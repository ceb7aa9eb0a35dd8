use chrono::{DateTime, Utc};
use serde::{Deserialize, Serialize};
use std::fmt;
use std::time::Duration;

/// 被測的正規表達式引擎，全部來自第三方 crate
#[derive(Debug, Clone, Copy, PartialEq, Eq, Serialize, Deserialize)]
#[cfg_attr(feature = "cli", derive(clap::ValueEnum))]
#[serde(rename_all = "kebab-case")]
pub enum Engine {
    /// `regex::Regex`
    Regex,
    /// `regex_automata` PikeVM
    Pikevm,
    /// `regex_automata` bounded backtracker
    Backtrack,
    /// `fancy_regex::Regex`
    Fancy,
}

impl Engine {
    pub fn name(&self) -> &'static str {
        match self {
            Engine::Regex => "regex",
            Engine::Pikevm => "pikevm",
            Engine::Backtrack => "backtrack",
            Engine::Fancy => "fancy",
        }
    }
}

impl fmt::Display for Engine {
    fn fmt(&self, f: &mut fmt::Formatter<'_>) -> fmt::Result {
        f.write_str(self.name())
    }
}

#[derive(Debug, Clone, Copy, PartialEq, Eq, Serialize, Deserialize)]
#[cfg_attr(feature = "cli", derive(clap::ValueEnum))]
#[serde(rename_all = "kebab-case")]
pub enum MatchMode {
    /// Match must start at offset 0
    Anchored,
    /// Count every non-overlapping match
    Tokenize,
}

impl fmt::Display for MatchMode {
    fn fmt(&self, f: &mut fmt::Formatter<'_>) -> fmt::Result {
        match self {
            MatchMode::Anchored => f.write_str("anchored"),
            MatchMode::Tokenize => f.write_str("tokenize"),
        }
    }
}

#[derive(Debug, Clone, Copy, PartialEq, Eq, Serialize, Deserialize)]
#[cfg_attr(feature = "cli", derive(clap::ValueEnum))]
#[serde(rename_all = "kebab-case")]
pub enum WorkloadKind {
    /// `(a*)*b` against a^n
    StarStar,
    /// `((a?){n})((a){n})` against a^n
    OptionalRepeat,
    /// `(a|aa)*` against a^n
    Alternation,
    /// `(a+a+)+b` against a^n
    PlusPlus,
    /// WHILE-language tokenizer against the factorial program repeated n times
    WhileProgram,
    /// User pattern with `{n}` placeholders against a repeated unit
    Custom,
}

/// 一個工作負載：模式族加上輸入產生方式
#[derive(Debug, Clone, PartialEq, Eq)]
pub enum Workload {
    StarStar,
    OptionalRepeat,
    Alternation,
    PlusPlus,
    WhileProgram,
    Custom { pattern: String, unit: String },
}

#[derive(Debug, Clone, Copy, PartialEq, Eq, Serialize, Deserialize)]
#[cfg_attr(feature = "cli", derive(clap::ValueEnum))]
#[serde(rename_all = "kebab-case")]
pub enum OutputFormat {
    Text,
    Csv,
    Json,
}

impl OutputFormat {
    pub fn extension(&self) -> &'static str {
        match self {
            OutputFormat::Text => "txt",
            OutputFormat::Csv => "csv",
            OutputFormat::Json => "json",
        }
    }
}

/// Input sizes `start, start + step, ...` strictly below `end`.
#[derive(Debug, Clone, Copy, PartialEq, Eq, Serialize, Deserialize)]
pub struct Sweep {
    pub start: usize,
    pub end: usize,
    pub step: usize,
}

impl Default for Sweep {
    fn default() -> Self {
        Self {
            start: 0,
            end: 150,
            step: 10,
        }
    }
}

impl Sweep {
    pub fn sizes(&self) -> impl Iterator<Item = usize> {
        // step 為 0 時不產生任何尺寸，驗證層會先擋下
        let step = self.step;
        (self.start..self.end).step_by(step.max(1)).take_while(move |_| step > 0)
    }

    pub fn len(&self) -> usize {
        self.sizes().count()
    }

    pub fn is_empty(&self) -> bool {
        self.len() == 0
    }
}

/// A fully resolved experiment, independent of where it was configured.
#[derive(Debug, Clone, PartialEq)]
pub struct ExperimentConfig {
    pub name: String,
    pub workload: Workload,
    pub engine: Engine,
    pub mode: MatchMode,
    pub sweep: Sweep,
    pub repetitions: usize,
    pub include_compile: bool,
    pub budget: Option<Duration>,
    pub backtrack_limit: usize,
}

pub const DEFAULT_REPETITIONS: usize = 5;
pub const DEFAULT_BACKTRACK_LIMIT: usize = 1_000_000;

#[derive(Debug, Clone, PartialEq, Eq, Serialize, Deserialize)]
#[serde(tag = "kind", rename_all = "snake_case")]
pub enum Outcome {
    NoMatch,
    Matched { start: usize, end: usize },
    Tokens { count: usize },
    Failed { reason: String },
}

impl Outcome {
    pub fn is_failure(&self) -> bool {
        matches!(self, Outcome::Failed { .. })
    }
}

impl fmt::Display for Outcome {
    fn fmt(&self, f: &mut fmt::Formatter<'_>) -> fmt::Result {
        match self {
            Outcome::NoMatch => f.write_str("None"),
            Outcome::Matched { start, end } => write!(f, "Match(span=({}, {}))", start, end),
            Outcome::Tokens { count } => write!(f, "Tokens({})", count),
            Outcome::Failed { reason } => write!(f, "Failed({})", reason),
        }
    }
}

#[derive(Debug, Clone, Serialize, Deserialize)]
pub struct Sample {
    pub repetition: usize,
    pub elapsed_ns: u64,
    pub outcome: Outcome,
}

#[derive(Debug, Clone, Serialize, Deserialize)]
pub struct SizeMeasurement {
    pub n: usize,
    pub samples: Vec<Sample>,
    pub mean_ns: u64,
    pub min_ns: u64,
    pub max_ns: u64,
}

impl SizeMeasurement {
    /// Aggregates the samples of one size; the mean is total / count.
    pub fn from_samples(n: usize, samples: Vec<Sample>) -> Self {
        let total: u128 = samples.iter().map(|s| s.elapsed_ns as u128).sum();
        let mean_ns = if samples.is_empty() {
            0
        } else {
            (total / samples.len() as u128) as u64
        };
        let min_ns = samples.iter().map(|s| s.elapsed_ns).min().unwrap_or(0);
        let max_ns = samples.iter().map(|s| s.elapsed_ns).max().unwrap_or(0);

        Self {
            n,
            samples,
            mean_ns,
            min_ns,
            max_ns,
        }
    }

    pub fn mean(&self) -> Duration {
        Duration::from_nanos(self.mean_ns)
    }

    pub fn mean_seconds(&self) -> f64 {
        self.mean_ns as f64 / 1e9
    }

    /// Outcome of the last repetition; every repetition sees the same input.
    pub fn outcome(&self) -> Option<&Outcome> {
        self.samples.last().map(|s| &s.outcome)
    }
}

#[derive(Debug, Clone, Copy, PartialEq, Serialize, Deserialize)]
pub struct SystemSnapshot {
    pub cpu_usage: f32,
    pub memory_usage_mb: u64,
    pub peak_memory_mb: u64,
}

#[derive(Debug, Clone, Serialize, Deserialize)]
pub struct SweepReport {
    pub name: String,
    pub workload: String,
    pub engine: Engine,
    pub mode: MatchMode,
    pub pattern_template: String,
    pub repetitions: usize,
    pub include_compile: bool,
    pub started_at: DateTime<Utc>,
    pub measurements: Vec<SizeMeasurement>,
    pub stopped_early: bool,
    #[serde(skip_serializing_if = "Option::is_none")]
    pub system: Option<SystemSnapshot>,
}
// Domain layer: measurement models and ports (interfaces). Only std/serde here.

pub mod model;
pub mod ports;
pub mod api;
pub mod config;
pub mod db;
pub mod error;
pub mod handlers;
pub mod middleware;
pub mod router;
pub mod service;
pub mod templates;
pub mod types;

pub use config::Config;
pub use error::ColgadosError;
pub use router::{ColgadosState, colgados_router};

## Exercise objective
From the entries above, select each line containing the string "error".

## Solution
pub mod error;
pub use error::ColgadosError;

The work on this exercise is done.